Le modèle économique actuel, inspiré par les plateformes numériques anglo-saxonnes, a entraîné une stagnation profonde de la croissance française. En délocalisant les coûts et en réduisant le nombre d’employés locaux, ce système a aggravé le déficit structurel et provoqué un recul des secteurs traditionnels.
Le gouvernement, qui se retrouve confronté à cette crise, n’a pas réussi à équilibrer les besoins économiques avec la protection des droits des travailleurs.
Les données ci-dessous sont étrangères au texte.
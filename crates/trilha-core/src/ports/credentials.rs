//! CredentialStore port - opaque persistence of the session token.
//!
//! One token string under one fixed key; the store never inspects it.
//! Absence is not an error (a fresh install simply has no token yet).

use async_trait::async_trait;

use crate::domain::CredentialError;

#[async_trait]
pub trait CredentialStore: Send + Sync {
    async fn load(&self) -> Result<Option<String>, CredentialError>;

    async fn store(&self, token: &str) -> Result<(), CredentialError>;

    async fn clear(&self) -> Result<(), CredentialError>;
}
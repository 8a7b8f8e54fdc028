//! AuthFlow - login and registration.
//!
//! The auth endpoints are the two calls made without a bearer token, so they
//! talk to the transport port directly instead of going through a
//! RequestUnit (whose token gate would short-circuit them). Error extraction
//! is shared with the rest of the API surface.

use std::sync::Arc;

use log::{info, warn};

use crate::api::routes::Routes;
use crate::api::wire::{self, LoginRequest, LoginResponse, RegisterRequest};
use crate::domain::ValidationErrors;
use crate::ports::http::{HttpClient, HttpRequest, Method};

use super::notifier::NotificationCenter;
use super::session::SessionStore;

pub struct AuthFlow {
    http: Arc<dyn HttpClient>,
    routes: Routes,
    session: SessionStore,
    notifier: NotificationCenter,
}

impl AuthFlow {
    pub fn new(
        http: Arc<dyn HttpClient>,
        routes: Routes,
        session: SessionStore,
        notifier: NotificationCenter,
    ) -> Self {
        Self {
            http,
            routes,
            session,
            notifier,
        }
    }

    /// Exchange credentials for a bearer token and open the session.
    ///
    /// `Ok(true)` means authenticated; `Ok(false)` means the attempt failed
    /// and the reason is on the notification slot; `Err` carries inline
    /// field errors (nothing was sent).
    pub async fn login(&self, email: &str, password: &str) -> Result<bool, ValidationErrors> {
        let payload = LoginRequest {
            email: email.to_string(),
            password: password.to_string(),
        };
        payload.validate()?;

        let request = HttpRequest::new(Method::Post, self.routes.login())
            .json(serde_json::to_value(&payload).unwrap_or(serde_json::json!({})));

        let response = match self.http.send(request).await {
            Ok(response) => response,
            Err(_) => {
                self.notifier.error("Erro na comunicação com o servidor.").await;
                return Ok(false);
            }
        };

        if !response.is_success() {
            let message = wire::error_message(response.status, &response.body);
            warn!("login rejected: {message}");
            self.notifier.error(message).await;
            return Ok(false);
        }

        let decoded: LoginResponse = match response.json() {
            Ok(decoded) => decoded,
            Err(e) => {
                warn!("login response did not decode: {e}");
                self.notifier.error("Erro na comunicação com o servidor.").await;
                return Ok(false);
            }
        };

        if let Err(e) = self.session.login(decoded.access_token).await {
            self.notifier.error(e.to_string()).await;
            return Ok(false);
        }
        info!("login succeeded");
        Ok(true)
    }

    /// Create an account. On success the caller is expected to move the user
    /// to the login flow (the server does not auto-login).
    pub async fn register(
        &self,
        name: &str,
        email: &str,
        password: &str,
    ) -> Result<bool, ValidationErrors> {
        let payload = RegisterRequest {
            name: name.to_string(),
            email: email.to_string(),
            password: password.to_string(),
        };
        payload.validate()?;

        let request = HttpRequest::new(Method::Post, self.routes.register())
            .json(serde_json::to_value(&payload).unwrap_or(serde_json::json!({})));

        match self.http.send(request).await {
            Ok(response) if response.is_success() => {
                self.notifier
                    .success("Cadastro realizado com sucesso! Você pode agora fazer o login.")
                    .await;
                Ok(true)
            }
            Ok(response) => {
                let message = wire::error_message(response.status, &response.body);
                self.notifier.error(message).await;
                Ok(false)
            }
            Err(_) => {
                self.notifier.error("Erro na comunicação com o servidor.").await;
                Ok(false)
            }
        }
    }
}

#[cfg(test)]
mod tests {
    use super::*;
    use crate::domain::Severity;
    use crate::impls::memory_credentials::InMemoryCredentialStore;
    use crate::impls::stub_http::StubHttpClient;

    async fn flow(stub: &StubHttpClient) -> (AuthFlow, SessionStore, NotificationCenter) {
        let session = SessionStore::hydrate(Arc::new(InMemoryCredentialStore::new()))
            .await
            .unwrap();
        let notifier = NotificationCenter::default();
        let auth = AuthFlow::new(
            Arc::new(stub.clone()),
            Routes::new("http://x/api"),
            session.clone(),
            notifier.clone(),
        );
        (auth, session, notifier)
    }

    #[tokio::test]
    async fn login_opens_the_session() {
        let stub = StubHttpClient::new();
        stub.respond_json(200, serde_json::json!({ "accessToken": "tok-jwt" }))
            .await;
        let (auth, session, _) = flow(&stub).await;

        let ok = auth.login("a@b.com", "secret").await.unwrap();

        assert!(ok);
        assert!(session.is_authenticated().await);

        // The auth call itself carries no bearer header.
        let requests = stub.requests().await;
        assert_eq!(requests.len(), 1);
        assert!(requests[0].header("authorization").is_none());
        assert!(requests[0].url.ends_with("/auth/login"));
    }

    #[tokio::test]
    async fn rejected_login_stays_unauthenticated() {
        let stub = StubHttpClient::new();
        stub.respond_json(401, serde_json::json!({ "message": "Credenciais inválidas" }))
            .await;
        let (auth, session, notifier) = flow(&stub).await;

        let ok = auth.login("a@b.com", "wrong").await.unwrap();

        assert!(!ok);
        assert!(!session.is_authenticated().await);
        let notification = notifier.snapshot().await;
        assert_eq!(notification.severity, Severity::Error);
        assert_eq!(notification.message, "Credenciais inválidas");
    }

    #[tokio::test]
    async fn empty_fields_block_the_request() {
        let stub = StubHttpClient::new();
        let (auth, _, _) = flow(&stub).await;

        let errors = auth.login("", "secret").await.unwrap_err();

        assert!(errors.field("email").is_some());
        assert_eq!(stub.request_count().await, 0);
    }

    #[tokio::test]
    async fn register_reports_success() {
        let stub = StubHttpClient::new();
        stub.respond_json(201, serde_json::json!({})).await;
        let (auth, session, notifier) = flow(&stub).await;

        let ok = auth.register("Maria", "a@b.com", "secret").await.unwrap();

        assert!(ok);
        // Registration does not open a session.
        assert!(!session.is_authenticated().await);
        assert_eq!(notifier.snapshot().await.severity, Severity::Success);
    }

    #[tokio::test]
    async fn transport_failure_is_a_notification_not_a_fault() {
        let stub = StubHttpClient::new();
        stub.respond_transport_error("dns").await;
        let (auth, _, notifier) = flow(&stub).await;

        let ok = auth.login("a@b.com", "secret").await.unwrap();

        assert!(!ok);
        assert_eq!(
            notifier.snapshot().await.message,
            "Erro na comunicação com o servidor."
        );
    }
}
//! trilha-core
//!
//! Client-side data-synchronization layer for the challenge tracker.
//!
//! # Module layout
//! - **domain**: data model (ids, challenge, task, reward, session, notification, points, errors)
//! - **api**: REST surface (routes, typed wire records, error-body extraction)
//! - **ports**: abstraction seams (HttpClient, CredentialStore)
//! - **impls**: adapters (reqwest transport, scripted stub, credential stores)
//! - **app**: services wired once at startup (SessionStore, RequestUnit,
//!   NotificationCenter, OptimisticList, BalanceSynchronizer, AuthFlow,
//!   ChallengeDirectory, ChallengeBoard, ClientBuilder)

pub mod api;
pub mod app;
pub mod domain;
pub mod impls;
pub mod ports;
//! Client-side failure taxonomy.
//!
//! Every boundary absorbs these into observable state (`FetchState.error`,
//! notifications, inline field errors); nothing propagates as an unhandled
//! fault past the service layer.

use thiserror::Error;

/// Generic transport-failure message shown when nothing better is known.
pub const ERRO_INESPERADO: &str = "Erro inesperado.";

/// What went wrong while talking to the API.
#[derive(Debug, Clone, PartialEq, Eq, Error)]
pub enum ApiError {
    /// No token held; the call was short-circuited before any network I/O.
    #[error("Usuário não autenticado.")]
    NotAuthenticated,

    /// Non-2xx response; `message` comes from the server body when present.
    #[error("{message}")]
    Http { status: u16, message: String },

    /// No response was obtained at all.
    #[error("{0}")]
    Transport(String),

    /// The server answered 2xx but the body did not match the expected shape.
    #[error("Resposta inválida do servidor: {0}")]
    Decode(String),
}

/// Failure of the opaque credential storage (not an auth failure).
#[derive(Debug, Clone, PartialEq, Eq, Error)]
#[error("armazenamento de credenciais: {0}")]
pub struct CredentialError(pub String);

/// One failed client-side field check.
#[derive(Debug, Clone, PartialEq, Eq)]
pub struct FieldError {
    pub field: &'static str,
    pub message: String,
}

/// Client-side validation failures; surfaced inline and blocking submission.
#[derive(Debug, Clone, PartialEq, Eq, Error)]
#[error("validação falhou em {} campo(s)", .fields.len())]
pub struct ValidationErrors {
    pub fields: Vec<FieldError>,
}

impl ValidationErrors {
    pub fn field(&self, name: &str) -> Option<&FieldError> {
        self.fields.iter().find(|f| f.field == name)
    }
}

/// Accumulates field checks; empty means the input passed.
#[derive(Debug, Default)]
pub struct FieldChecks {
    fields: Vec<FieldError>,
}

impl FieldChecks {
    pub fn require(&mut self, field: &'static str, value: &str) -> &mut Self {
        if value.trim().is_empty() {
            self.fields.push(FieldError {
                field,
                message: "Campo obrigatório.".to_string(),
            });
        }
        self
    }

    pub fn require_positive(&mut self, field: &'static str, value: i64) -> &mut Self {
        if value <= 0 {
            self.fields.push(FieldError {
                field,
                message: "Deve ser um número maior que zero.".to_string(),
            });
        }
        self
    }

    pub fn finish(self) -> Result<(), ValidationErrors> {
        if self.fields.is_empty() {
            Ok(())
        } else {
            Err(ValidationErrors {
                fields: self.fields,
            })
        }
    }
}
//! Typed request/response records per endpoint.
//!
//! The server speaks Portuguese field names, partly camelCased; every rename
//! lives here so malformed payloads fail at the boundary instead of leaking
//! missing fields into the services.

use serde::{Deserialize, Serialize};

use crate::domain::ChallengeId;
use crate::domain::errors::{FieldChecks, ValidationErrors};

// ---------------------------------------------------------------------------
// auth
// ---------------------------------------------------------------------------

#[derive(Debug, Clone, Serialize, Deserialize)]
pub struct LoginRequest {
    pub email: String,
    pub password: String,
}

impl LoginRequest {
    pub fn validate(&self) -> Result<(), ValidationErrors> {
        let mut checks = FieldChecks::default();
        checks.require("email", &self.email).require("password", &self.password);
        checks.finish()
    }
}

#[derive(Debug, Clone, Serialize, Deserialize)]
pub struct LoginResponse {
    #[serde(rename = "accessToken")]
    pub access_token: String,
}

#[derive(Debug, Clone, Serialize, Deserialize)]
pub struct RegisterRequest {
    pub name: String,
    pub email: String,
    pub password: String,
}

impl RegisterRequest {
    pub fn validate(&self) -> Result<(), ValidationErrors> {
        let mut checks = FieldChecks::default();
        checks
            .require("name", &self.name)
            .require("email", &self.email)
            .require("password", &self.password);
        checks.finish()
    }
}

// ---------------------------------------------------------------------------
// creation payloads (validate-then-POST, no optimism)
// ---------------------------------------------------------------------------

#[derive(Debug, Clone, Serialize, Deserialize)]
pub struct CreateChallengeRequest {
    pub nome: String,
    pub descricao: String,
}

impl CreateChallengeRequest {
    pub fn validate(&self) -> Result<(), ValidationErrors> {
        let mut checks = FieldChecks::default();
        checks.require("nome", &self.nome).require("descricao", &self.descricao);
        checks.finish()
    }
}

#[derive(Debug, Clone, Serialize, Deserialize)]
pub struct CreateTaskRequest {
    pub descricao: String,
    pub pontos: i64,
}

impl CreateTaskRequest {
    pub fn validate(&self) -> Result<(), ValidationErrors> {
        let mut checks = FieldChecks::default();
        checks
            .require("descricao", &self.descricao)
            .require_positive("pontos", self.pontos);
        checks.finish()
    }
}

#[derive(Debug, Clone, Serialize, Deserialize)]
pub struct CreateRewardRequest {
    pub nome: String,
    #[serde(rename = "custoPontos")]
    pub custo_pontos: i64,
    #[serde(rename = "desafioId")]
    pub desafio_id: ChallengeId,
}

impl CreateRewardRequest {
    pub fn validate(&self) -> Result<(), ValidationErrors> {
        let mut checks = FieldChecks::default();
        checks
            .require("nome", &self.nome)
            .require_positive("custoPontos", self.custo_pontos);
        checks.finish()
    }
}

// ---------------------------------------------------------------------------
// reads
// ---------------------------------------------------------------------------

#[derive(Debug, Clone, Copy, Serialize, Deserialize)]
pub struct UserPointsResponse {
    pub pontos: i64,
}

// ---------------------------------------------------------------------------
// error bodies
// ---------------------------------------------------------------------------

/// Error responses optionally carry a `message` field; anything else is noise.
#[derive(Debug, Clone, Deserialize)]
pub struct ApiErrorBody {
    pub message: Option<String>,
}

/// Extract the user-facing message of a non-2xx response.
///
/// Falls back to the generic templated string when the body is absent,
/// unparsable, or has no `message` field.
pub fn error_message(status: u16, body: &[u8]) -> String {
    serde_json::from_slice::<ApiErrorBody>(body)
        .ok()
        .and_then(|b| b.message)
        .unwrap_or_else(|| format!("Erro na requisição: {status}"))
}

#[cfg(test)]
mod tests {
    use rstest::rstest;

    use super::*;

    #[test]
    fn login_response_reads_access_token() {
        let resp: LoginResponse =
            serde_json::from_str(r#"{"accessToken":"jwt-abc"}"#).unwrap();
        assert_eq!(resp.access_token, "jwt-abc");
    }

    #[test]
    fn create_reward_serializes_camel_case() {
        let req = CreateRewardRequest {
            nome: "Pizza".to_string(),
            custo_pontos: 50,
            desafio_id: ChallengeId::new("c1"),
        };
        let value = serde_json::to_value(&req).unwrap();
        assert_eq!(
            value,
            serde_json::json!({ "nome": "Pizza", "custoPontos": 50, "desafioId": "c1" })
        );
    }

    #[rstest]
    #[case::empty_name("", "Diário", false)]
    #[case::empty_description("Exercício", "", false)]
    #[case::blank_name("   ", "Diário", false)]
    #[case::valid("Exercício", "Diário", true)]
    fn challenge_validation(#[case] nome: &str, #[case] descricao: &str, #[case] ok: bool) {
        let req = CreateChallengeRequest {
            nome: nome.to_string(),
            descricao: descricao.to_string(),
        };
        assert_eq!(req.validate().is_ok(), ok);
    }

    #[rstest]
    #[case::zero_points(0, false)]
    #[case::negative_points(-5, false)]
    #[case::positive_points(10, true)]
    fn task_points_must_be_positive(#[case] pontos: i64, #[case] ok: bool) {
        let req = CreateTaskRequest {
            descricao: "Correr".to_string(),
            pontos,
        };
        assert_eq!(req.validate().is_ok(), ok);
    }

    #[test]
    fn error_message_prefers_the_server_body() {
        let body = br#"{"message":"Pontos insuficientes."}"#;
        assert_eq!(error_message(400, body), "Pontos insuficientes.");
    }

    #[rstest]
    #[case::empty_body(b"".as_slice())]
    #[case::not_json(b"<html>oops</html>".as_slice())]
    #[case::no_message_field(br#"{"error":"x"}"#.as_slice())]
    fn error_message_falls_back_to_the_status_template(#[case] body: &[u8]) {
        assert_eq!(error_message(500, body), "Erro na requisição: 500");
    }
}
Les politiques actuelles aggravent la situation en rendant l’économie française plus vulnérable et en menaçant le développement durable.
Margot, qui a toujours défendu l’idée d’une société juste, doit maintenant reconnaître qu’elle participe à un système problématique. En ne s’engageant pas à payer des tarifs plus élevés pour ses repas, elle contribue indirectement au maintien de conditions d’exploitation qui menacent la stabilité économique.
Avec une croissance stagnante et un déficit croissant, la France se rapproche dangereusement de l’imminence du collassme. Les réponses ne sont pas faciles : il est essentiel de renforcer les politiques d’immigration, réguler les plateformes numériques et redonner aux travailleurs locaux leur place centrale dans l’économie.
La crise est là. Et personne n’est épargné.